**ABOUT THIS EXERCISE**. Copy out all lines of the records in which the word "Hello" appears.

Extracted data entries
//! A [`MarkdownView`] bound to a [`MarkdownSession`].
//!
//! The session listener only flips a flag, so producers never wait on layout. The next draw
//! re-parses the whole text if the session version moved, and reads the karaoke position every
//! frame since position updates do not notify.
use std::sync::Arc;
use std::sync::atomic::AtomicBool;
use std::sync::atomic::Ordering;
use std::time::Instant;

use ratatui::buffer::Buffer;
use ratatui::layout::Rect;
use ratatui::text::Line;
use ratatui_mdflow_core::theme::Theme;
use tracing::trace;

use crate::session::MarkdownSession;
use crate::session::Subscription;
use crate::view::MarkdownView;

pub struct MarkdownStreamView {
    session: Arc<MarkdownSession>,
    subscription: Subscription,
    dirty: Arc<AtomicBool>,
    seen_version: Option<u64>,
    view: MarkdownView,
    follow_tail: bool,
}

impl std::fmt::Debug for MarkdownStreamView {
    fn fmt(&self, f: &mut std::fmt::Formatter<'_>) -> std::fmt::Result {
        f.debug_struct("MarkdownStreamView")
            .field("session", &self.session)
            .field("seen_version", &self.seen_version)
            .field("follow_tail", &self.follow_tail)
            .field("view", &self.view)
            .finish_non_exhaustive()
    }
}

impl MarkdownStreamView {
    pub fn new(session: Arc<MarkdownSession>) -> Self {
        Self::with_view(session, MarkdownView::new())
    }

    pub fn with_view(session: Arc<MarkdownSession>, view: MarkdownView) -> Self {
        let dirty = Arc::new(AtomicBool::new(true));
        let flag = Arc::clone(&dirty);
        let subscription = session.add_listener(move || flag.store(true, Ordering::Release));
        Self {
            session,
            subscription,
            dirty,
            seen_version: None,
            view,
            follow_tail: true,
        }
    }

    pub fn session(&self) -> &Arc<MarkdownSession> {
        &self.session
    }

    pub fn view(&self) -> &MarkdownView {
        &self.view
    }

    pub fn view_mut(&mut self) -> &mut MarkdownView {
        &mut self.view
    }

    /// While enabled, a view scrolled to the bottom stays there as text arrives.
    pub fn set_follow_tail(&mut self, follow: bool) {
        self.follow_tail = follow;
    }

    pub fn follow_tail(&self) -> bool {
        self.follow_tail
    }

    /// Whether the next draw would differ from the last one.
    pub fn needs_redraw(&self, now: Instant) -> bool {
        self.dirty.load(Ordering::Acquire)
            || self.session.highlight_position() != self.view.highlight_position()
            || self.view.next_redraw_deadline().is_some_and(|d| now >= d)
    }

    /// Earliest instant a pending table fallback needs a redraw.
    pub fn next_redraw_deadline(&self) -> Option<Instant> {
        self.view.next_redraw_deadline()
    }

    /// Pulls session state into the view. Returns `true` if the text was re-parsed.
    pub fn sync(&mut self) -> bool {
        self.view
            .set_highlight_position(self.session.highlight_position());
        if !self.dirty.swap(false, Ordering::AcqRel) {
            return false;
        }
        let (version, text) = self.session.snapshot();
        if self.seen_version == Some(version) {
            return false;
        }
        trace!(version, len = text.len(), "stream view reparse");
        self.seen_version = Some(version);
        self.view.set_markdown(&text);
        true
    }

    pub fn render_ref(&mut self, area: Rect, buf: &mut Buffer, theme: &Theme) {
        self.render_ref_at(area, buf, theme, Instant::now());
    }

    pub fn render_ref_at(&mut self, area: Rect, buf: &mut Buffer, theme: &Theme, now: Instant) {
        let was_at_bottom = self.view.is_at_bottom();
        self.sync();
        self.view.render_ref_at(area, buf, theme, now);
        if self.follow_tail && was_at_bottom && !self.view.is_at_bottom() {
            self.view.scroll_to_bottom();
            self.view.render_ref_at(area, buf, theme, now);
        }
    }

    pub fn lines_for_width(&mut self, width: u16, theme: &Theme) -> Vec<Line<'static>> {
        self.sync();
        self.view.lines_for_width(width, theme)
    }
}

impl Drop for MarkdownStreamView {
    fn drop(&mut self) {
        self.subscription.dispose();
    }
}

#[cfg(test)]
mod tests {
    use super::*;
    use crate::view::MarkdownViewOptions;
    use pretty_assertions::assert_eq;
    use ratatui_mdflow_core::render::join_spans_plain;

    fn plain(lines: &[Line<'static>]) -> Vec<String> {
        lines.iter().map(|l| join_spans_plain(&l.spans)).collect()
    }

    #[test]
    fn reparses_only_when_the_session_changes() {
        let session = MarkdownSession::new();
        let mut stream = MarkdownStreamView::new(Arc::clone(&session));
        let theme = Theme::default();

        assert!(stream.sync());
        assert!(!stream.sync());

        session.append("Hello");
        assert!(stream.needs_redraw(Instant::now()));
        assert_eq!(plain(&stream.lines_for_width(20, &theme)), vec!["Hello"]);

        session.append(" **world**");
        assert_eq!(plain(&stream.lines_for_width(20, &theme)), vec!["Hello world"]);
        assert!(!stream.sync());
    }

    #[test]
    fn highlight_position_is_read_every_frame() {
        let session = MarkdownSession::new();
        session.append("one two three");
        let mut stream = MarkdownStreamView::new(Arc::clone(&session));
        let theme = Theme::default();
        stream.lines_for_width(20, &theme);
        assert!(!stream.needs_redraw(Instant::now()));

        session.set_highlight_position(2);
        assert!(stream.needs_redraw(Instant::now()));
        stream.lines_for_width(20, &theme);
        assert_eq!(stream.view().highlight_position(), 2);
        assert!(!stream.needs_redraw(Instant::now()));
    }

    #[test]
    fn follows_the_tail_while_at_bottom() {
        let session = MarkdownSession::new();
        let view = MarkdownView::with_options(MarkdownViewOptions {
            show_scrollbar: false,
            ..Default::default()
        });
        let mut stream = MarkdownStreamView::with_view(Arc::clone(&session), view);
        let theme = Theme::default();
        let area = Rect::new(0, 0, 10, 3);

        for i in 0..10 {
            session.append(&format!("line {i}\n\n"));
            let mut buf = Buffer::empty(area);
            stream.render_ref(area, &mut buf, &theme);
        }
        assert!(stream.view().is_at_bottom());
        assert!(stream.view().state.y > 0);

        stream.view_mut().scroll_y_by(-5);
        let y = stream.view().state.y;
        session.append("more\n\n");
        let mut buf = Buffer::empty(area);
        stream.render_ref(area, &mut buf, &theme);
        assert_eq!(stream.view().state.y, y);
    }

    #[test]
    fn drop_unsubscribes() {
        let session = MarkdownSession::new();
        let stream = MarkdownStreamView::new(Arc::clone(&session));
        assert_eq!(session.listener_count(), 1);
        drop(stream);
        assert_eq!(session.listener_count(), 0);
    }

    #[test]
    fn closed_session_renders_nothing() {
        let session = MarkdownSession::new();
        session.append("text");
        session.close();
        let mut stream = MarkdownStreamView::new(Arc::clone(&session));
        assert_eq!(session.listener_count(), 0);
        let lines = stream.lines_for_width(20, &Theme::default());
        assert!(lines.is_empty());
    }
}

**COMPLETED EXERCISE**.
        session.append("Hello");
        assert_eq!(plain(&stream.lines_for_width(20, &theme)), vec!["Hello"]);
        assert_eq!(plain(&stream.lines_for_width(20, &theme)), vec!["Hello world"]);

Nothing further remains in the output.